- TASK TO COMPLETE -
Word for word, restate the lines of the material below from its first line through the one containing "through the engine". Omit the rest.

- DATA EXCERPTS -
//! Retrieval-answer orchestration
//!
//! A query moves through [`QueryStage`]s: the question is embedded, the index
//! is searched, weak matches are dropped, and only if something relevant
//! remains is a prompt built and sent to the language model.

use std::collections::BTreeMap;
use std::fmt;
use std::path::Path;
use std::sync::Arc;
use std::time::Instant;

use crate::config::RagConfig;
use crate::error::{Error, Result};
use crate::generation::{clean_response, retrieved_chunks, PromptBuilder};
use crate::ingestion::{DocumentLoader, IngestPipeline, TextChunker};
use crate::providers::{
    EmbeddingProvider, LlmProvider, MetadataFilter, Providers, VectorStoreProvider,
};
use crate::types::{
    ChatRequest, ChunkMetadata, Document, DocumentSummary, IngestReport, QueryRequest,
    QueryResponse, SystemStats,
};

/// Progress of a single question through the engine
#[derive(Debug, Clone, Copy, PartialEq, Eq)]
pub enum QueryStage {
    Received,
    Embedding,
    Retrieving,
    Prompting,
    Generating,
    Answered,
    Failed,
}

impl QueryStage {
    pub fn as_str(&self) -> &'static str {
        match self {
            Self::Received => "received",
            Self::Embedding => "embedding",
            Self::Retrieving => "retrieving",
            Self::Prompting => "prompting",
            Self::Generating => "generating",
            Self::Answered => "answered",
            Self::Failed => "failed",
        }
    }
}

impl fmt::Display for QueryStage {
    fn fmt(&self, f: &mut fmt::Formatter<'_>) -> fmt::Result {
        f.write_str(self.as_str())
    }
}

/// Health of each backing service
#[derive(Debug, Clone, Copy, serde::Serialize)]
pub struct HealthReport {
    pub embedder: bool,
    pub vector_store: bool,
    pub llm: bool,
}

impl HealthReport {
    pub fn all_healthy(&self) -> bool {
        self.embedder && self.vector_store && self.llm
    }
}

/// The RAG engine: ingestion, question answering and collection management
pub struct RagEngine {
    config: RagConfig,
    embedder: Arc<dyn EmbeddingProvider>,
    vector_store: Arc<dyn VectorStoreProvider>,
    llm: Arc<dyn LlmProvider>,
    pipeline: IngestPipeline,
    loader: DocumentLoader,
}

impl RagEngine {
    /// Assemble an engine from explicit providers
    pub fn new(
        config: RagConfig,
        embedder: Arc<dyn EmbeddingProvider>,
        vector_store: Arc<dyn VectorStoreProvider>,
        llm: Arc<dyn LlmProvider>,
    ) -> Result<Self> {
        let chunker = TextChunker::from_config(&config.chunking)?;
        let pipeline = IngestPipeline::new(
            chunker,
            Arc::clone(&embedder),
            Arc::clone(&vector_store),
        );
        let loader = DocumentLoader::new(config.storage.documents_dir.clone());

        Ok(Self {
            config,
            embedder,
            vector_store,
            llm,
            pipeline,
            loader,
        })
    }

    /// Validate configuration and connect every configured provider
    pub async fn from_config(config: RagConfig) -> Result<Self> {
        config.validate()?;
        let providers = Providers::from_config(&config).await?;
        Self::new(config, providers.embedder, providers.vector_store, providers.llm)
    }

    pub fn config(&self) -> &RagConfig {
        &self.config
    }

    pub fn loader(&self) -> &DocumentLoader {
        &self.loader
    }

    pub fn vector_store(&self) -> &Arc<dyn VectorStoreProvider> {
        &self.vector_store
    }

    pub fn llm(&self) -> &Arc<dyn LlmProvider> {
        &self.llm
    }

    /// Answer a question from the indexed documents
    pub async fn query(&self, request: &QueryRequest) -> Result<QueryResponse> {
        let start = Instant::now();
        let mut stage = QueryStage::Received;

        tracing::info!(stage = %stage, question = %request.question, "Query received");

        let result = self.answer(request, &mut stage, start).await;
        match &result {
            Ok(response) => tracing::info!(
                stage = %QueryStage::Answered,
                citations = response.citations.len(),
                fallback = response.no_results,
                elapsed_ms = response.processing_time_ms,
                "Query answered"
            ),
            Err(e) => tracing::error!(
                stage = %QueryStage::Failed,
                failed_at = %stage,
                error = %e,
                "Query failed"
            ),
        }
        result
    }

    async fn answer(
        &self,
        request: &QueryRequest,
        stage: &mut QueryStage,
        start: Instant,
    ) -> Result<QueryResponse> {
        let question = request.question.trim();
        if question.is_empty() {
            return Err(Error::InvalidRequest("question must not be empty".to_string()));
        }
        let top_k = request.top_k.unwrap_or(self.config.retrieval.top_k).max(1);

        *stage = QueryStage::Embedding;
        tracing::debug!(stage = %stage, "Embedding question");
        let query_vector = self.embedder.embed(question).await?;

        *stage = QueryStage::Retrieving;
        tracing::debug!(stage = %stage, top_k, "Searching index");
        let matches = self.vector_store.query(&query_vector, top_k).await?;

        let min_score = self.config.retrieval.min_score;
        let relevant: Vec<_> = matches
            .into_iter()
            .filter(|m| m.score >= min_score)
            .collect();

        let chunks = retrieved_chunks(&relevant, self.config.retrieval.snippet_length);
        if chunks.is_empty() {
            tracing::info!(min_score, "No relevant chunks, returning fallback answer");
            return Ok(QueryResponse::not_found(
                elapsed_ms(start),
                request.user_name.as_deref(),
            ));
        }

        for chunk in &chunks {
            tracing::debug!(
                source = %chunk.citation.document_name,
                score = chunk.citation.score,
                "Retrieved chunk"
            );
        }

        *stage = QueryStage::Prompting;
        let prompt = PromptBuilder::build_rag_prompt(question, &chunks);

        *stage = QueryStage::Generating;
        tracing::debug!(stage = %stage, model = self.llm.model(), "Calling language model");
        let raw = self
            .llm
            .generate(&prompt, self.config.llm.max_tokens, self.config.llm.temperature)
            .await?;

        let citations = chunks.into_iter().map(|c| c.citation).collect();
        Ok(QueryResponse::new(clean_response(&raw), citations, elapsed_ms(start)))
    }

    /// Answer the most recent user turn of a conversation
    pub async fn chat(&self, request: &ChatRequest) -> Result<QueryResponse> {
        match request.last_user_message() {
            Some(question) => {
                let query = QueryRequest {
                    question: question.to_string(),
                    top_k: request.top_k,
                    user_name: request.user_name.clone(),
                };
                self.query(&query).await
            }
            None => Ok(QueryResponse::no_question()),
        }
    }

    /// Index an already loaded document, replacing any previous version
    pub async fn ingest_document(&self, doc: &Document) -> Result<IngestReport> {
        self.pipeline.ingest(doc).await
    }

    /// Parse and index uploaded bytes, keeping a raw copy when configured
    pub async fn ingest_bytes(&self, filename: &str, data: &[u8]) -> Result<IngestReport> {
        let doc = self.loader.load_bytes(filename, data)?;
        let report = self.pipeline.ingest(&doc).await?;
        if self.config.storage.save_uploads {
            self.loader.save_upload(filename, data).await?;
        }
        Ok(report)
    }

    /// Load and index a file from disk
    pub async fn ingest_path(&self, path: &Path) -> Result<IngestReport> {
        let doc = self.loader.load_path(path).await?;
        self.pipeline.ingest(&doc).await
    }

    /// Store pasted text as a `.txt` document and index it
    pub async fn ingest_text(&self, title: &str, text: &str) -> Result<IngestReport> {
        if text.trim().is_empty() {
            return Err(Error::InvalidRequest("text must not be empty".to_string()));
        }
        let filename = DocumentLoader::text_filename(title)?;
        let doc = self.loader.load_bytes(&filename, text.as_bytes())?;
        let report = self.pipeline.ingest(&doc).await?;
        self.loader.save_upload(&filename, text.as_bytes()).await?;
        Ok(report)
    }

    /// Documents present in the index, with their chunk counts
    pub async fn list_documents(&self) -> Result<Vec<DocumentSummary>> {
        let mut documents: BTreeMap<String, DocumentSummary> = BTreeMap::new();

        for stored in self.vector_store.list_all().await? {
            let meta = match ChunkMetadata::from_map(&stored.metadata) {
                Ok(meta) => meta,
                Err(e) => {
                    tracing::debug!(
                        id = %stored.id,
                        error = %e,
                        "Ignoring vector without chunk metadata"
                    );
                    continue;
                }
            };

            documents
                .entry(meta.document_id.clone())
                .and_modify(|d| {
                    d.chunks += 1;
                    if meta.ingested_at > d.ingested_at {
                        d.ingested_at = meta.ingested_at;
                    }
                })
                .or_insert_with(|| DocumentSummary {
                    id: meta.document_id.clone(),
                    filename: meta.source.clone(),
                    file_type: meta.file_type,
                    chunks: 1,
                    ingested_at: meta.ingested_at,
                });
        }

        let mut documents: Vec<DocumentSummary> = documents.into_values().collect();
        documents.sort_by(|a, b| a.filename.cmp(&b.filename));
        Ok(documents)
    }

    /// Delete a document's chunks and its stored raw file
    pub async fn delete_document(&self, document_id: &str) -> Result<usize> {
        let summary = self
            .list_documents()
            .await?
            .into_iter()
            .find(|d| d.id == document_id)
            .ok_or_else(|| Error::DocumentNotFound(document_id.to_string()))?;

        let deleted = self
            .vector_store
            .delete_by_filter(&MetadataFilter::DocumentId(summary.id.clone()))
            .await?;
        self.loader.remove_stored(&summary.filename).await?;

        tracing::info!(document_id, chunks = deleted, "Deleted document");
        Ok(deleted)
    }

    /// Remove every vector from the index
    pub async fn delete_all(&self) -> Result<()> {
        self.vector_store.delete_all().await?;
        tracing::warn!("Deleted all documents from the index");
        Ok(())
    }

    /// Index size and configured models
    pub async fn statistics(&self) -> Result<SystemStats> {
        let stats = self.vector_store.stats().await?;
        Ok(SystemStats {
            total_vectors: stats.total_vectors,
            index_name: self.config.vector_db.index_name.clone(),
            dimension: stats.dimension,
            vector_backend: self.vector_store.name().to_string(),
            embedding_model: self.config.embeddings.model.clone(),
            llm_model: self.llm.model().to_string(),
        })
    }

    /// Probe every provider
    pub async fn health(&self) -> HealthReport {
        let (embedder, vector_store, llm) = tokio::join!(
            self.embedder.health_check(),
            self.vector_store.health_check(),
            self.llm.health_check(),
        );

        HealthReport {
            embedder: embedder.unwrap_or(false),
            vector_store: vector_store.unwrap_or(false),
            llm: llm.unwrap_or(false),
        }
    }
}

fn elapsed_ms(start: Instant) -> u64 {
    start.elapsed().as_millis() as u64
}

- RESULT FOR THIS TASK -
//! Retrieval-answer orchestration
//!
//! A query moves through [`QueryStage`]s: the question is embedded, the index
//! is searched, weak matches are dropped, and only if something relevant
//! remains is a prompt built and sent to the language model.

use std::collections::BTreeMap;
use std::fmt;
use std::path::Path;
use std::sync::Arc;
use std::time::Instant;

use crate::config::RagConfig;
use crate::error::{Error, Result};
use crate::generation::{clean_response, retrieved_chunks, PromptBuilder};
use crate::ingestion::{DocumentLoader, IngestPipeline, TextChunker};
use crate::providers::{
    EmbeddingProvider, LlmProvider, MetadataFilter, Providers, VectorStoreProvider,
};
use crate::types::{
    ChatRequest, ChunkMetadata, Document, DocumentSummary, IngestReport, QueryRequest,
    QueryResponse, SystemStats,
};

/// Progress of a single question through the engine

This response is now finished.